En el Sermón de las Bienaventuranzas, que meditamos este domingo (Mt 5, 1-12), Nuestro Señor traza un perfecto programa de vida cristiana. Es, por así decirlo, como el corazón del Evangelio.
En ellas se nos enseña cuál es el fin de nuestra vida: Dios y su reino. Cuáles son los medios interiores para alcanzar más fácilmente ese fin, cuáles las disposiciones heroicas de renunciamiento más convenientes para entrar en el Reino, ya comenzado aquí en la tierra por la gracia. Es decir, son el camino trazado por Cristo para ser santos y salvarnos.
Gusto anticipado del Cielo
Y no debemos pensar que son imposibles de alcanzar para nosotros, pues ya desde el bautismo todos hemos recibido las virtudes infusas perfeccionadas por los dones del Espíritu Santo, que nos capacitan para obrar de una manera heroica y alcanzar la perfección. De nuestra parte nos toca cultivar esa semilla divina que poseemos en nuestra alma mediante la oración, la práctica de las virtudes, la mortificación y la recepción de los sacramentos.
Bienaventurado quiere decir feliz, dichoso en grado sumo; Jesús nos enseña aquí la manera de ser muy feliz, ya que vivir de la manera que nos indica es gustar anticipadamente de la felicidad eterna.
Tesoros de la Cruz
Para ayudarnos en este camino de crecimiento espiritual Dios nos envía o permite muchas tribulaciones en nuestra vida que nos van robusteciendo en la virtud y nos van desprendiendo poco a poco de los bienes de este mundo para aspirar a los del cielo. Por eso, cuando nos sintamos oprimidos bajo el peso de algún sufrimiento, en vez de lamentarnos o quedarnos encerrados en nuestro dolor, debemos elevar nuestra vista hacia lo alto y aprovechar los tesoros de virtud que Dios nos quiere regalar a través de esa cruz: tesoros de paciencia, de fe, de esperanza, de amor, de mansedumbre, de fortaleza, de humildad.
En una palabra, crecimiento en la santidad, ya que, como dice San Pablo: «todo sucede para bien de los que aman a Dios» (cf. Ro 8, 28). Y también: «todos los que aspiran a vivir piadosamente en Cristo Jesús sufrirán persecuciones» (2 Tim 3, 12).
La Virgen María
María, en su canto del Magnificat, dice: «Todas las generaciones me llamarán Bienaventurada». Y ciertamente, nadie como Ella ha alcanzado la suprema felicidad que criatura alguna podrá nunca alcanzar. Pero no debemos olvidar que nadie como Ella sufrió y padeció por alcanzar esa gloria eterna, no sólo para Ella sino para todos los hijos a Ella confiados.

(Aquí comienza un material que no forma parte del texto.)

/// Where `print` output goes, one line at a time
pub trait Sink {
    fn write_line(&mut self, line: &str);
}

impl<S: Sink + ?Sized> Sink for &mut S {
    fn write_line(&mut self, line: &str) {
        (**self).write_line(line)
    }
}

#[derive(Debug, Default, Clone, Copy)]
pub struct Stdout;

impl Sink for Stdout {
    fn write_line(&mut self, line: &str) {
        println!("{}", line);
    }
}

/// Keeps every line in memory
#[derive(Debug, Default, Clone, PartialEq)]
pub struct Buffer {
    lines: Vec<String>,
}

impl Buffer {
    pub fn new() -> Self {
        Self::default()
    }

    pub fn lines(&self) -> &[String] {
        &self.lines
    }
}

impl Sink for Buffer {
    fn write_line(&mut self, line: &str) {
        self.lines.push(String::from(line));
    }
}
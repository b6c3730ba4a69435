/// Accepts a vector of T and creates a String
#[macro_export]
macro_rules! bulk_print {
    ($vec:expr, $s:expr) => {
        $vec.iter()
            .map(|x| x.print())
            .collect::<Vec<String>>()
            .join($s)
    };
}

#[macro_export]
macro_rules! parse {
    ($source:expr, $expected:expr) => {
        let stmts = match $crate::frontend::parse($source) {
            Ok(stmts) => stmts,
            Err(errors) => panic!("unexpected parser errors: {:?}", errors),
        };

        let result = $crate::frontend::ast::Stmt::pretty_print(&stmts);
        assert_eq!(result, $expected);
    };
}
//! Positional destructuring assignment with arity checking.
//!
//! The core lives in [`interpreter::destruct`]: [`unpack`] binds the elements
//! of a sequence to a list of targets, all or nothing. Around it sits a tiny
//! script language, just big enough to write unpacking examples in:
//!
//! ```text
//! source -> Lexer ==tokens==> Parser ==statements==> Engine -> Sink
//! ```

pub mod error;
pub mod frontend;
pub mod interpreter;

pub use error::{Error, Result};
pub use interpreter::destruct::{assign, unpack, ArityMismatch, Bindings, Sequence, Target};
pub use interpreter::engine::Engine;
pub use interpreter::value::Value;
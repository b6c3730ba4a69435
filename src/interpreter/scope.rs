use std::collections::HashMap;

use super::destruct::Bindings;
use super::native;
use super::value::Value;

#[derive(Debug, Clone, Default)]
pub struct Scope {
    vars: HashMap<String, Value>,
}

impl Scope {
    pub fn new() -> Self {
        Self::default()
    }

    /// A scope holding every builtin under its own name
    pub fn with_builtins() -> Self {
        let mut scope = Self::new();
        for func in native::builtins() {
            scope.put(func.name(), Value::Native(func));
        }
        scope
    }

    pub fn get(&self, name: &str) -> Result<&Value, String> {
        match self.vars.get(name) {
            Some(v) => Ok(v),
            None => Err(format!("name '{}' is not defined", name)),
        }
    }

    pub fn put(&mut self, name: &str, v: Value) {
        self.vars.insert(String::from(name), v);
    }

    /// Applies the bindings of one successful unpack
    pub fn commit(&mut self, bindings: Bindings<Value>) {
        for (name, v) in bindings {
            self.vars.insert(name, v);
        }
    }

    pub fn contains(&self, name: &str) -> bool {
        self.vars.contains_key(name)
    }
}
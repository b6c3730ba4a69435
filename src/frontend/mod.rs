pub mod ast;
pub mod debug;
pub mod lexer;
pub mod parser;
pub mod token;

use std::thread;

use tracing::debug;

use self::ast::Stmt;
use self::lexer::Lexer;
use self::parser::Parser;
use crate::error::ParserError;

/// Parses a whole script.
///
/// The lexer and the parser run concurrently, connected by a token channel;
/// statements come back over a second channel.
pub fn parse(source: &str) -> Result<Vec<Stmt>, Vec<ParserError>> {
    // for tokenizing
    let (ts, tr) = crossbeam_channel::unbounded();
    // for parsing
    let (ps, pr) = crossbeam_channel::unbounded();

    let (lexer_errors, parser_errors) = thread::scope(|s| {
        let lexer = s.spawn(move || Lexer::new(source, ts).tokenize());
        let parser = s.spawn(move || Parser::new(tr, ps).parse());
        (
            lexer
                .join()
                .unwrap_or_else(|_| vec![ParserError::new("lexer failed", 1, 1)]),
            parser
                .join()
                .unwrap_or_else(|_| vec![ParserError::new("parser failed", 1, 1)]),
        )
    });

    // lexer errors take precedence over what the parser made of the broken stream
    let mut errors = if lexer_errors.is_empty() {
        parser_errors
    } else {
        lexer_errors
    };
    if !errors.is_empty() {
        errors.sort_by_key(|e| (e.line, e.col));
        debug!(count = errors.len(), "syntax errors");
        return Err(errors);
    }

    let stmts: Vec<Stmt> = pr.into_iter().collect();
    debug!(count = stmts.len(), "parsed statements");
    Ok(stmts)
}
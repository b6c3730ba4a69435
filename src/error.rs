use std::path::PathBuf;

use thiserror::Error;

use crate::interpreter::destruct::ArityMismatch;

pub type Result<T> = std::result::Result<T, Error>;

#[derive(Clone, Debug, PartialEq, Error)]
#[error("{line}:{col} error: {msg}")]
pub struct ParserError {
    msg: String,
    pub line: usize,
    pub col: usize,
}

impl ParserError {
    pub fn new(msg: &str, line: usize, col: usize) -> Self {
        ParserError {
            msg: String::from(msg),
            line,
            col,
        }
    }

    pub fn message(&self) -> &str {
        &self.msg
    }

    pub fn format(&self, filename: &str) -> String {
        format!(
            "{}:{}:{} error: {}",
            filename, self.line, self.col, self.msg
        )
    }
}

/// What went wrong while executing a statement
#[derive(Clone, Debug, PartialEq, Error)]
pub enum ErrorKind {
    #[error(transparent)]
    Unpack(#[from] ArityMismatch),

    #[error("{0}")]
    Name(String),

    #[error("{0}")]
    Type(String),

    #[error("{0}")]
    Index(String),

    #[error("division by zero")]
    ZeroDivision,

    #[error("integer overflow")]
    Overflow,

    #[error("result is too large")]
    Memory,
}

#[derive(Clone, Debug, PartialEq, Error)]
#[error("{line}:{col} error: {kind}")]
pub struct RuntimeError {
    pub kind: ErrorKind,
    pub line: usize,
    pub col: usize,
}

impl RuntimeError {
    pub fn new(kind: ErrorKind, position: (usize, usize)) -> Self {
        Self {
            kind,
            line: position.0,
            col: position.1,
        }
    }

    pub fn string(&self, filename: &str) -> String {
        format!(
            "{}:{}:{} error: {}",
            filename, self.line, self.col, self.kind
        )
    }
}

#[derive(Debug, Error)]
pub enum Error {
    #[error("{} syntax error(s)", .0.len())]
    Parse(Vec<ParserError>),

    #[error(transparent)]
    Runtime(#[from] RuntimeError),

    #[error("cannot read {}: {source}", .path.display())]
    Io {
        path: PathBuf,
        #[source]
        source: std::io::Error,
    },
}

impl Error {
    /// Renders the error the way the runner shows it, quoting the offending source line
    pub fn report(&self, filename: &str, source: &str) -> String {
        match self {
            Error::Parse(errors) => errors
                .iter()
                .map(|err| with_excerpt(err.format(filename), source, err.line))
                .collect::<Vec<String>>()
                .join("\n"),
            Error::Runtime(err) => with_excerpt(err.string(filename), source, err.line),
            Error::Io { .. } => self.to_string(),
        }
    }
}

fn with_excerpt(message: String, source: &str, line: usize) -> String {
    match line.checked_sub(1).and_then(|i| source.lines().nth(i)) {
        Some(excerpt) => format!("{}\n{}", message, excerpt),
        None => message,
    }
}
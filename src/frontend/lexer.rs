use crossbeam_channel::Sender;
use tracing::trace;

use super::token::{Token, TokenType};
use crate::error::ParserError;

pub struct Lexer {
    /// The channel that sends tokens concurrently
    sender: Sender<Token>,
    /// Errors encountered while tokenizing
    errors: Vec<ParserError>,
    /// The source code being tokenized
    source: Vec<char>,
    /// Current line number
    line: usize,
    /// Current column number
    col: usize,
    /// Counter for indexing the source code
    c: usize,
    /// Where the token being scanned started
    start: (usize, usize),
    /// Open brackets; a newline inside them does not end the statement
    depth: usize,
}

impl Lexer {
    pub fn new(source: &str, sender: Sender<Token>) -> Self {
        Lexer {
            sender,
            errors: vec![],
            source: source.chars().collect(),
            line: 1,
            col: 1,
            c: 0,
            start: (1, 1),
            depth: 0,
        }
    }

    /// Tokenizes the source, returning the errors encountered
    pub fn tokenize(mut self) -> Vec<ParserError> {
        while let Some(current) = self.current() {
            self.start = (self.line, self.col);
            match current {
                '\t' | ' ' | '\r' => {
                    self.advance();
                }
                '\n' => {
                    if self.depth == 0 {
                        self.add_no_value_token(TokenType::Newline);
                    }
                    self.advance();
                }
                '\\' if self.next_char() == Some('\n') => {
                    // explicit line joining
                    self.advance();
                    self.advance();
                }
                '#' => {
                    // one-line comment
                    while !matches!(self.current(), None | Some('\n')) {
                        self.advance();
                    }
                }
                '(' | '[' => {
                    self.depth += 1;
                    self.single(if current == '(' {
                        TokenType::LParen
                    } else {
                        TokenType::LBracket
                    });
                }
                ')' | ']' => {
                    self.depth = self.depth.saturating_sub(1);
                    self.single(if current == ')' {
                        TokenType::RParen
                    } else {
                        TokenType::RBracket
                    });
                }
                ';' => self.single(TokenType::SColon),
                ',' => self.single(TokenType::Comma),
                '+' => self.single(TokenType::Plus),
                '-' => self.single(TokenType::Minus),
                '*' => self.single(TokenType::Mul),
                '/' => self.single(TokenType::Div),
                '%' => self.single(TokenType::Mod),
                '=' => self.single(TokenType::Equal),
                '"' | '\'' => self.string(current),
                c if c.is_ascii_digit() => self.number(),
                c if c.is_alphabetic() || c == '_' => self.identifier(),
                _ => {
                    self.add_error("unrecognized character");
                    self.advance();
                }
            }
        }
        self.start = (self.line, self.col);
        self.add_no_value_token(TokenType::Newline);
        self.add_no_value_token(TokenType::EOF);
        self.errors
    }

    /// Consumes a one-character token
    fn single(&mut self, kind: TokenType) {
        self.add_no_value_token(kind);
        self.advance();
    }

    /// An identifier, a keyword, or an underscore
    fn identifier(&mut self) {
        let mut var = String::new();
        while let Some(c) = self.current() {
            if !(c.is_alphanumeric() || c == '_') {
                break;
            }
            var.push(c);
            self.advance();
        }

        if var.as_str() == "_" {
            self.add_no_value_token(TokenType::Underscore);
        } else {
            match Lexer::keyword(var.as_str()) {
                Some(kind) => self.add_no_value_token(kind),
                None => self.add_token(TokenType::Id, var),
            }
        }
    }

    /// An integer or a float
    fn number(&mut self) {
        let mut number = String::new();
        let mut had_dot = false;

        while let Some(c) = self.current() {
            if c.is_ascii_digit() {
                number.push(c);
            } else if c == '.' && !had_dot && self.next_char().map_or(false, |n| n.is_ascii_digit())
            {
                number.push(c);
                had_dot = true;
            } else {
                break;
            }
            self.advance();
        }

        if had_dot {
            self.add_token(TokenType::Float, number);
        } else {
            self.add_token(TokenType::Int, number);
        }
    }

    /// A string delimited by `quote`
    fn string(&mut self, quote: char) {
        let mut value = String::new();
        self.advance();

        loop {
            match self.current() {
                None | Some('\n') => {
                    self.add_error("unterminated string");
                    return;
                }
                Some(c) if c == quote => {
                    self.advance();
                    break;
                }
                Some('\\') => {
                    // escape chars
                    self.advance();
                    match self.current() {
                        Some('n') => value.push('\n'),
                        Some('r') => value.push('\r'),
                        Some('t') => value.push('\t'),
                        Some('0') => value.push('\0'),
                        Some(c) => value.push(c),
                        None => continue,
                    }
                    self.advance();
                }
                Some(c) => {
                    value.push(c);
                    self.advance();
                }
            }
        }

        self.add_token(TokenType::Str, value);
    }

    /// Appends the Token created with the given TokenType without any String value
    fn add_no_value_token(&mut self, kind: TokenType) {
        self.add_token(kind, String::new());
    }

    /// Sends the Token created with the given TokenType with a String value
    fn add_token(&mut self, kind: TokenType, value: String) {
        let token = Token::new(kind, value, self.start.0, self.start.1);
        trace!(token = %token, "lexed");
        if self.sender.send(token).is_err() {
            self.add_error("unable to send token");
        }
    }

    /// Returns the TokenType of the keyword if the given &str is a keyword
    fn keyword(value: &str) -> Option<TokenType> {
        match value {
            "print" => Some(TokenType::Print),
            "True" => Some(TokenType::True),
            "False" => Some(TokenType::False),
            "None" => Some(TokenType::None),
            _ => None,
        }
    }

    /// Appends the error created with the given error message and where the token started
    fn add_error(&mut self, msg: &str) {
        let error = ParserError::new(msg, self.start.0, self.start.1);
        self.errors.push(error);
    }

    fn current(&self) -> Option<char> {
        self.source.get(self.c).copied()
    }

    /// Returns the next character without advancing
    fn next_char(&self) -> Option<char> {
        self.source.get(self.c + 1).copied()
    }

    /// Advances one character
    fn advance(&mut self) {
        if let Some(current) = self.current() {
            self.c += 1;
            if current == '\n' {
                self.line += 1;
                self.col = 1;
            } else {
                self.col += 1;
            }
        }
    }
}
//! Request consumers
//!
//! Every stream the peer opens gets a [`RequestConsumer`] from the
//! connection's [`RequestFactory`]. The consumer is told the request headers
//! as they are converted, fed the body, and finally told the request is
//! complete. [`BufferedRequest`] is the ready-made consumer: it collects the
//! whole request and answers it with a [`Handler`].

use super::error::Error;
use super::stream::StreamIo;
use super::StreamId;
use crate::http::{Headers, HttpRequest, HttpResponse, Method, Status};
use bytes::{Bytes, BytesMut};
use std::sync::Arc;
use tracing::{debug, warn};

/// Receiver of one request
pub trait RequestConsumer {
    /// A regular request header; repeated names arrive once per value
    fn add_header(&mut self, name: &str, value: &str);

    /// Body length if known; `Some(0)` for bodiless requests
    fn got_length(&mut self, length: Option<u64>);

    /// A piece of the request body
    fn handle_content_chunk(&mut self, io: &mut StreamIo<'_>, data: Bytes);

    /// The request is complete; `version` is always `"HTTP/2"`
    fn request_received(&mut self, io: &mut StreamIo<'_>, method: &str, path: &str, version: &str);

    /// The stream was reset or the connection went away
    fn connection_lost(&mut self, reason: &Error);
}

/// Builds a consumer for each new stream
pub trait RequestFactory {
    fn build(&mut self, stream_id: StreamId, queued: bool) -> Box<dyn RequestConsumer>;
}

impl<F> RequestFactory for F
where
    F: FnMut(StreamId, bool) -> Box<dyn RequestConsumer>,
{
    fn build(&mut self, stream_id: StreamId, queued: bool) -> Box<dyn RequestConsumer> {
        self(stream_id, queued)
    }
}

/// Turns a complete request into a response
pub trait Handler {
    fn handle(&self, request: &HttpRequest) -> HttpResponse;
}

impl<F> Handler for F
where
    F: Fn(&HttpRequest) -> HttpResponse,
{
    fn handle(&self, request: &HttpRequest) -> HttpResponse {
        self(request)
    }
}

/// Consumer that buffers the request and answers it with a [`Handler`]
pub struct BufferedRequest<H: ?Sized> {
    handler: Arc<H>,
    headers: Headers,
    body: BytesMut,
    length: Option<u64>,
    lost: bool,
}

impl<H: Handler + ?Sized> BufferedRequest<H> {
    pub fn new(handler: Arc<H>) -> Self {
        BufferedRequest {
            handler,
            headers: Headers::new(),
            body: BytesMut::new(),
            length: None,
            lost: false,
        }
    }

    /// Declared body length, if any
    pub fn length(&self) -> Option<u64> {
        self.length
    }

    fn respond(&self, io: &mut StreamIo<'_>, method: Method, response: HttpResponse) {
        let (status, headers, body) = response.into_parts();
        let mut fields = headers.to_field_list();
        if !headers.contains("content-length") {
            fields.push(("content-length".to_string(), body.len().to_string()));
        }

        if let Err(err) = io.write_headers(status.code(), &fields) {
            warn!(stream_id = io.stream_id(), %err, "failed to send response headers");
            io.abort_connection();
            return;
        }
        if !body.is_empty() && !method.is_bodiless() && !status.forbids_body() {
            io.write(body);
        }
        io.finish();
    }
}

impl<H: Handler + ?Sized> RequestConsumer for BufferedRequest<H> {
    fn add_header(&mut self, name: &str, value: &str) {
        self.headers.insert(name, value);
    }

    fn got_length(&mut self, length: Option<u64>) {
        self.length = length;
    }

    fn handle_content_chunk(&mut self, _io: &mut StreamIo<'_>, data: Bytes) {
        self.body.extend_from_slice(&data);
    }

    fn request_received(&mut self, io: &mut StreamIo<'_>, method: &str, path: &str, _version: &str) {
        if self.lost {
            return;
        }

        let method = match Method::from_str(method) {
            Ok(method) => method,
            Err(_) => {
                debug!(stream_id = io.stream_id(), method, "unsupported method");
                let response = HttpResponse::new(Status::NOT_IMPLEMENTED);
                self.respond(io, Method::Get, response);
                return;
            }
        };

        let mut request = HttpRequest::new(method, path);
        *request.headers_mut() = std::mem::take(&mut self.headers);
        request.set_body(self.body.split().to_vec());

        debug!(stream_id = io.stream_id(), %method, path, body = request.body().len(), "request complete");
        let response = self.handler.handle(&request);
        self.respond(io, method, response);
    }

    fn connection_lost(&mut self, reason: &Error) {
        debug!(%reason, "request lost");
        self.lost = true;
    }
}

/// Factory that answers every stream with a [`BufferedRequest`] around `handler`
pub fn handler_factory<H>(handler: Arc<H>) -> impl RequestFactory
where
    H: Handler + ?Sized + 'static,
{
    move |_stream_id: StreamId, _queued: bool| -> Box<dyn RequestConsumer> {
        Box::new(BufferedRequest::new(Arc::clone(&handler)))
    }
}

Por eso en la cruz la encontramos de pie, erguida, lo que nos recuerda su inquebrantable firmeza y su extraordinaria valentía para afrontar los padecimientos.
En el drama del Calvario, la fe de María llegó a su culmen. De igual manera, en el calvario de nuestra vida, Dios espera también poder acrecentar nuestra fe y concedernos la victoria en Cristo Jesús.